_Instructions for the task_
All of the entries should be written out again exactly.

[Saved data entries]

//! Error types for the rules engine and its display collaborators.
//!
//! A draw is not an error: it is reported as [`crate::board::MoveOutcome::Draw`].

use derive_more::{Display, Error, From};

use crate::moves::Move;

/// Failure talking to a display collaborator.
#[derive(Debug, Display, Error, From)]
pub enum DisplayError {
    #[display("display I/O failed: {_0}")]
    Io(std::io::Error),

    #[display("malformed display message: {_0}")]
    Json(serde_json::Error),

    /// The input stream ended before a selection was made.
    #[display("display input closed")]
    #[from(ignore)]
    Closed,

    /// The display cannot collect a move (headless mode).
    #[display("display cannot select moves")]
    #[from(ignore)]
    NoInput,

    #[display("unexpected display message: {reason}")]
    #[from(ignore)]
    Malformed { reason: String },
}

#[derive(Debug, Display, Error, From)]
pub enum GameError {
    /// A player returned a move outside the legal set.
    #[display("illegal move requested: {mv}")]
    #[from(ignore)]
    IllegalMove {
        #[error(not(source))]
        mv: Move,
    },

    /// A player was asked to move with no candidates.
    #[display("no move available")]
    #[from(ignore)]
    NoMoveAvailable,

    #[display("{_0}")]
    Display(DisplayError),
}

_Result of this task_
//! Error types for the rules engine and its display collaborators.
//!
//! A draw is not an error: it is reported as [`crate::board::MoveOutcome::Draw`].

use derive_more::{Display, Error, From};

use crate::moves::Move;

/// Failure talking to a display collaborator.
#[derive(Debug, Display, Error, From)]
pub enum DisplayError {
    #[display("display I/O failed: {_0}")]
    Io(std::io::Error),

    #[display("malformed display message: {_0}")]
    Json(serde_json::Error),

    /// The input stream ended before a selection was made.
    #[display("display input closed")]
    #[from(ignore)]
    Closed,

    /// The display cannot collect a move (headless mode).
    #[display("display cannot select moves")]
    #[from(ignore)]
    NoInput,

    #[display("unexpected display message: {reason}")]
    #[from(ignore)]
    Malformed { reason: String },
}

#[derive(Debug, Display, Error, From)]
pub enum GameError {
    /// A player returned a move outside the legal set.
    #[display("illegal move requested: {mv}")]
    #[from(ignore)]
    IllegalMove {
        #[error(not(source))]
        mv: Move,
    },

    /// A player was asked to move with no candidates.
    #[display("no move available")]
    #[from(ignore)]
    NoMoveAvailable,

    #[display("{_0}")]
    Display(DisplayError),
}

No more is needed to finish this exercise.